PROVIDED RECORDS: Begin
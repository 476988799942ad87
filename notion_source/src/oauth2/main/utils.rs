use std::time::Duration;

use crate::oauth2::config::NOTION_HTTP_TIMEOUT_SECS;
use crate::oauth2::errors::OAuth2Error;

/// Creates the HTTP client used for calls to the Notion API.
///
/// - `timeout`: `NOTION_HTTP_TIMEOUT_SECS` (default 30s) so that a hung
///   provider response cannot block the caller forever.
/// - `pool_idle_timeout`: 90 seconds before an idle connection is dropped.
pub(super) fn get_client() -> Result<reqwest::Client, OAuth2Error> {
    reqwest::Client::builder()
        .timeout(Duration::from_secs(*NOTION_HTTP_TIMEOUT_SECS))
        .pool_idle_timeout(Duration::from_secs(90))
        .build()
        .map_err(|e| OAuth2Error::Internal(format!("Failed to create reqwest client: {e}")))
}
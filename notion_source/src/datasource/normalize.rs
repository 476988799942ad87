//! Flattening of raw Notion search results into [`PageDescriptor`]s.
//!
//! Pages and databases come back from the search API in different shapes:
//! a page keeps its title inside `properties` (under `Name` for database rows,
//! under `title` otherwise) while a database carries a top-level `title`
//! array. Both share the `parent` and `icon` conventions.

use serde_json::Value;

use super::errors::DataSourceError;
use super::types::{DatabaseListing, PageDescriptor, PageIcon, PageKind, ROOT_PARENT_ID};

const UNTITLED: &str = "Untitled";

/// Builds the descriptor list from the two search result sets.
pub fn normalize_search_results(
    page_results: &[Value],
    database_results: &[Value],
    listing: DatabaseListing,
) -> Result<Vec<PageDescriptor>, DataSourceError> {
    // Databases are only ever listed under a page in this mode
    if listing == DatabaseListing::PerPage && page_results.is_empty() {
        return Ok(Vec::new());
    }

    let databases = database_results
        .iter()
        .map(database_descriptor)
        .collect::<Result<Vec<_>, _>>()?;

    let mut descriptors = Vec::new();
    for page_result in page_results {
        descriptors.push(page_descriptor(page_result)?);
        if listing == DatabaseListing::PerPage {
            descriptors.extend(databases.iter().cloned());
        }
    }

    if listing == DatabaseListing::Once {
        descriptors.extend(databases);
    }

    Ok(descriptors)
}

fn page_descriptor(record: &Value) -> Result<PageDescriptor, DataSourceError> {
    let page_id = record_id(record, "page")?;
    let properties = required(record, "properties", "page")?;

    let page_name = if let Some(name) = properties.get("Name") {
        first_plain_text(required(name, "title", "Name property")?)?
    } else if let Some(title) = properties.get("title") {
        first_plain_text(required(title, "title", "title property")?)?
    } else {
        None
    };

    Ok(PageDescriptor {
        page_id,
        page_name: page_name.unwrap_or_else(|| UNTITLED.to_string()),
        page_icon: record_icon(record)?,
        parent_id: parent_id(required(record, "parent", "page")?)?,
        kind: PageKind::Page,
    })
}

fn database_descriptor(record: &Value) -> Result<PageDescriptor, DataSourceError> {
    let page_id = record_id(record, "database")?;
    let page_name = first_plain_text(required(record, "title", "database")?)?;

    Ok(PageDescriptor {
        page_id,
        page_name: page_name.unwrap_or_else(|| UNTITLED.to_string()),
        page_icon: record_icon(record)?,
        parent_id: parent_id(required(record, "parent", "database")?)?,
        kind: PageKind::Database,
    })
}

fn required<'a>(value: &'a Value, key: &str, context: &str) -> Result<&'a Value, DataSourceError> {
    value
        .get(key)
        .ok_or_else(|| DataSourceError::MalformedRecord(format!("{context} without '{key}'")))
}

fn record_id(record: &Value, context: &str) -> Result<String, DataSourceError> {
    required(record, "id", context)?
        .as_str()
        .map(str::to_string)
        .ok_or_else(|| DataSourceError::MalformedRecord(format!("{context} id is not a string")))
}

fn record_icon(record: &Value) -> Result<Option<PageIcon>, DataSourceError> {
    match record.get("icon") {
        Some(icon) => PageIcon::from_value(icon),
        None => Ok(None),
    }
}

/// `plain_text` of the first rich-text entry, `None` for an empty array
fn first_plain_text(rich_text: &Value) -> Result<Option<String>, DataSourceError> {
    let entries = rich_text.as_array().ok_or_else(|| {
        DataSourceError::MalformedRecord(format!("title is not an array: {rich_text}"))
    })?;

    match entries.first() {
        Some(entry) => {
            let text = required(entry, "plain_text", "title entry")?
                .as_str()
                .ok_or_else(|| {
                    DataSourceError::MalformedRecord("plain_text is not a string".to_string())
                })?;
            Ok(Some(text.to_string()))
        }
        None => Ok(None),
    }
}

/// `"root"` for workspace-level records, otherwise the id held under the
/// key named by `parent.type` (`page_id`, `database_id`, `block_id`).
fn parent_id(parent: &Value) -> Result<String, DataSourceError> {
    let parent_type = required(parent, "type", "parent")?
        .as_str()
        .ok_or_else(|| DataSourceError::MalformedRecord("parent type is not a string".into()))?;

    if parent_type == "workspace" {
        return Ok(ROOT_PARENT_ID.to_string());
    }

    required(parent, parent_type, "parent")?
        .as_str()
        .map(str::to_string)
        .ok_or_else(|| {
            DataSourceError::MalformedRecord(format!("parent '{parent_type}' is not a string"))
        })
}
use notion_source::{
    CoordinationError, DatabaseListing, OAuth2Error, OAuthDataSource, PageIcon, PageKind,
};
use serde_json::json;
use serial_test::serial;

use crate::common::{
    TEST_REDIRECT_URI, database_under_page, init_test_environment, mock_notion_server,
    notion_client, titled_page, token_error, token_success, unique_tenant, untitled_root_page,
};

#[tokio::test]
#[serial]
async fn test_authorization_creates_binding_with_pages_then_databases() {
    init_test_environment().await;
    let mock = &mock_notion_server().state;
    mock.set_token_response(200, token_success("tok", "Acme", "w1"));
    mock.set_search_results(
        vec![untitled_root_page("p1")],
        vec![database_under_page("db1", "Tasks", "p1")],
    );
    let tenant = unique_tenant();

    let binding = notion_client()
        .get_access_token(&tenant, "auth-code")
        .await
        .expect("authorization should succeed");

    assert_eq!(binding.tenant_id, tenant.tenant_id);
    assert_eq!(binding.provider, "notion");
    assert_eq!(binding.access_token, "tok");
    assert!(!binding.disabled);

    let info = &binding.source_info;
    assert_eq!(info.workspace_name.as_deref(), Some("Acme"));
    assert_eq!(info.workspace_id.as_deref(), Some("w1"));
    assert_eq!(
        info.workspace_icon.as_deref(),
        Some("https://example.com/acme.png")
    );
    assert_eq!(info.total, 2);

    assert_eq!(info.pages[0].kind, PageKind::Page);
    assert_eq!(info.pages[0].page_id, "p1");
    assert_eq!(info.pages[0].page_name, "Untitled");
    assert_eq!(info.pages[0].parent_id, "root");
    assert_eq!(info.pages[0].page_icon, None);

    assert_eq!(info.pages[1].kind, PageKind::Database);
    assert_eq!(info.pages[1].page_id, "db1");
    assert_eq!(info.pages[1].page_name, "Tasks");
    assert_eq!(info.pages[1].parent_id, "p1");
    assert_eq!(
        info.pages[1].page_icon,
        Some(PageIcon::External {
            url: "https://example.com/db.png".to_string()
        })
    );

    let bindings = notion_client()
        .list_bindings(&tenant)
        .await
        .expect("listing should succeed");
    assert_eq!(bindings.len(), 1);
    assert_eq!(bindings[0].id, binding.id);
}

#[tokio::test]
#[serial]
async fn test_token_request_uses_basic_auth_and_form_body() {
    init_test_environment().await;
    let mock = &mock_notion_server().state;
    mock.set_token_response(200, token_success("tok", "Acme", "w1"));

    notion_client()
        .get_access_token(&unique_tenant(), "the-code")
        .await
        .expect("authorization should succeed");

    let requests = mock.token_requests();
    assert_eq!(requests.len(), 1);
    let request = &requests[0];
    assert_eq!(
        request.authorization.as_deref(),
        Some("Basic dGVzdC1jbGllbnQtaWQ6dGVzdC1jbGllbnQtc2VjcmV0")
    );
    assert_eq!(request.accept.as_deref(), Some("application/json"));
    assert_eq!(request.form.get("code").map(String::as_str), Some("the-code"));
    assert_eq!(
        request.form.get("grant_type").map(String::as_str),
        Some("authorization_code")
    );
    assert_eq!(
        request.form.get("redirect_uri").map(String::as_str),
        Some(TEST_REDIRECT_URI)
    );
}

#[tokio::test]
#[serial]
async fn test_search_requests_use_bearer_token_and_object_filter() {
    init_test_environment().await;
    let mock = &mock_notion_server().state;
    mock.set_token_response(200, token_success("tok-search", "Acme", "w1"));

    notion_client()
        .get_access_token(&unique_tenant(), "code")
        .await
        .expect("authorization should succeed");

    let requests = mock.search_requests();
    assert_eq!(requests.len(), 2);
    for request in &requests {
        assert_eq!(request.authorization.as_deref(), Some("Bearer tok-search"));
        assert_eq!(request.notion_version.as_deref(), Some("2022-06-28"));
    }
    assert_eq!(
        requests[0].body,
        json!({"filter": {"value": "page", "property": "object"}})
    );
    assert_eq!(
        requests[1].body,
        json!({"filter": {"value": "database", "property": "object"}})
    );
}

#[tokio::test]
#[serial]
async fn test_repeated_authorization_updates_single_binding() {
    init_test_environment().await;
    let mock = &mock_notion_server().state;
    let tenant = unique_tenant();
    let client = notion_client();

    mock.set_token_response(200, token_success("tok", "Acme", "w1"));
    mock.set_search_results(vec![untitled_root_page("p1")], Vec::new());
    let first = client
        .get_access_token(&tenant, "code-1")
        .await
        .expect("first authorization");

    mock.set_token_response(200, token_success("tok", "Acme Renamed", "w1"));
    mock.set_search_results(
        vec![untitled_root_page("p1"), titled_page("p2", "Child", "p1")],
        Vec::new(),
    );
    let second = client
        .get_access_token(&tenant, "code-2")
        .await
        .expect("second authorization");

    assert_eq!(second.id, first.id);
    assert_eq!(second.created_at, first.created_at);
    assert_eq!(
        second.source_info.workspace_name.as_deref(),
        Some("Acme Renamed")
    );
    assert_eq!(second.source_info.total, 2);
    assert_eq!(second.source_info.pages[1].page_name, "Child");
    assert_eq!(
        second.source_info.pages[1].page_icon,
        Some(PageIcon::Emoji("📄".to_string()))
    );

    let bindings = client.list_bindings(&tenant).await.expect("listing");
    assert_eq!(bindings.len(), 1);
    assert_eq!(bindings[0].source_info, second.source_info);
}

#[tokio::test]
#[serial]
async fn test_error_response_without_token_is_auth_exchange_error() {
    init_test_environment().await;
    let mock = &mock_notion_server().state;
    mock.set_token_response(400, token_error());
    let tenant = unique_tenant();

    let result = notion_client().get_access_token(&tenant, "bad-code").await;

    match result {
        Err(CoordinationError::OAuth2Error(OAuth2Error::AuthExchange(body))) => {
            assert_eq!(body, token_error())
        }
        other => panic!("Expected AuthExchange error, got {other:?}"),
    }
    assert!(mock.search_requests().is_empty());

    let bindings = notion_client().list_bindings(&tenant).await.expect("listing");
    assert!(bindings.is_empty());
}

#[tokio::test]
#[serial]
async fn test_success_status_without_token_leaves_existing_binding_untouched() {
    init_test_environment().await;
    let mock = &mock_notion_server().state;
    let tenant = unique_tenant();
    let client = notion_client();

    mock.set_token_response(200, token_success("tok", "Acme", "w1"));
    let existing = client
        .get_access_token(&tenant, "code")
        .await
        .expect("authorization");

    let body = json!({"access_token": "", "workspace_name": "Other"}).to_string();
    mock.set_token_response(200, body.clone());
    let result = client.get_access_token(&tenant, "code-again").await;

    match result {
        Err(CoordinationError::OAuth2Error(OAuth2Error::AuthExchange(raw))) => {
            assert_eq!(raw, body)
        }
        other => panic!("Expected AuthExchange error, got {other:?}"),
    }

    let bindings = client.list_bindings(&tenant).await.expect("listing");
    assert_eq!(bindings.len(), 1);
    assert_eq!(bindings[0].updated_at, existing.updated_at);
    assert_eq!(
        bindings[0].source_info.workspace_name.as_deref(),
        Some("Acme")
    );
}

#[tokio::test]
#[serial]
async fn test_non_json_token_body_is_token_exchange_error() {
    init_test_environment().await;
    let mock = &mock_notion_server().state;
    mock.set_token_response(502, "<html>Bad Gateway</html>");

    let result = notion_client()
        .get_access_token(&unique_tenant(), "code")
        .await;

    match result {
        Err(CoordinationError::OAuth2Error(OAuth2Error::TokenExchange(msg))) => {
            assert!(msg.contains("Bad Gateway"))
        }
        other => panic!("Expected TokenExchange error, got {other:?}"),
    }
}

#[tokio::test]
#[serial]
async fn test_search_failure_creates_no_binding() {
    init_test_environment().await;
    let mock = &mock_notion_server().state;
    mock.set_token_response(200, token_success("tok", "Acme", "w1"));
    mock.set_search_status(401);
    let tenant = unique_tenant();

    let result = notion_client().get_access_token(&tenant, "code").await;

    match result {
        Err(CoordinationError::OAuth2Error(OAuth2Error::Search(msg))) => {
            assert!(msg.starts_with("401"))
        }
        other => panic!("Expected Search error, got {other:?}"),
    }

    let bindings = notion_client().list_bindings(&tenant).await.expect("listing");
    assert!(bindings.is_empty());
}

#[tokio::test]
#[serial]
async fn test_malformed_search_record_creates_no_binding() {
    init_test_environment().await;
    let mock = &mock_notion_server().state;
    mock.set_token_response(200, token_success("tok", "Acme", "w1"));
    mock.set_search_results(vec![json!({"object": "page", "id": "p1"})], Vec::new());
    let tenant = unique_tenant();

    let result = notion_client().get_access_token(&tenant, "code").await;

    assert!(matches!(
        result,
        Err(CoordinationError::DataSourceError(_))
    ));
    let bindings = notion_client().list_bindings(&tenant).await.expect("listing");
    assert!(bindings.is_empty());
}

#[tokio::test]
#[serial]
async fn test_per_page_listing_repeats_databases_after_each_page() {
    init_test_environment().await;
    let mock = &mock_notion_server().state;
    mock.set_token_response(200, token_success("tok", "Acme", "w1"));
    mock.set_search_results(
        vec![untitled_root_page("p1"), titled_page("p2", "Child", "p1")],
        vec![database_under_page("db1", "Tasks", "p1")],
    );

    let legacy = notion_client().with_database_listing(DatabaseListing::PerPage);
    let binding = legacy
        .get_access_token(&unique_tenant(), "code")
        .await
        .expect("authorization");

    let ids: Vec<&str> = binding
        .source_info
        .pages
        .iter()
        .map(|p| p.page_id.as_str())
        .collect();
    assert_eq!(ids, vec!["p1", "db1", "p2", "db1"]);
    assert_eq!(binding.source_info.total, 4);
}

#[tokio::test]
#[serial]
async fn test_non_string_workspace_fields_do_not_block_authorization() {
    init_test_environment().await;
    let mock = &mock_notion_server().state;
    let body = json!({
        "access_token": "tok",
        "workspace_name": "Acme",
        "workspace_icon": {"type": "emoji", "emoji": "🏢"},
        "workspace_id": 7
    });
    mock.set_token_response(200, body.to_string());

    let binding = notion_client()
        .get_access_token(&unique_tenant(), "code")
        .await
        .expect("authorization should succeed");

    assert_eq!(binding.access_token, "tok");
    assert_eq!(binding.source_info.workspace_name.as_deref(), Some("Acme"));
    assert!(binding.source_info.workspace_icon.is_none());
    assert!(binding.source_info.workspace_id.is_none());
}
PROVIDED RECORDS: End
Start at the first line of the material. Reproduce every line exactly, ending with the line that holds "that a hung".

- RESPONSE -
repository 476988799942ad87
filename notion_source/src/oauth2/main/utils.rs
use std::time::Duration;

use crate::oauth2::config::NOTION_HTTP_TIMEOUT_SECS;
use crate::oauth2::errors::OAuth2Error;

/// Creates the HTTP client used for calls to the Notion API.
///
/// - `timeout`: `NOTION_HTTP_TIMEOUT_SECS` (default 30s) so that a hung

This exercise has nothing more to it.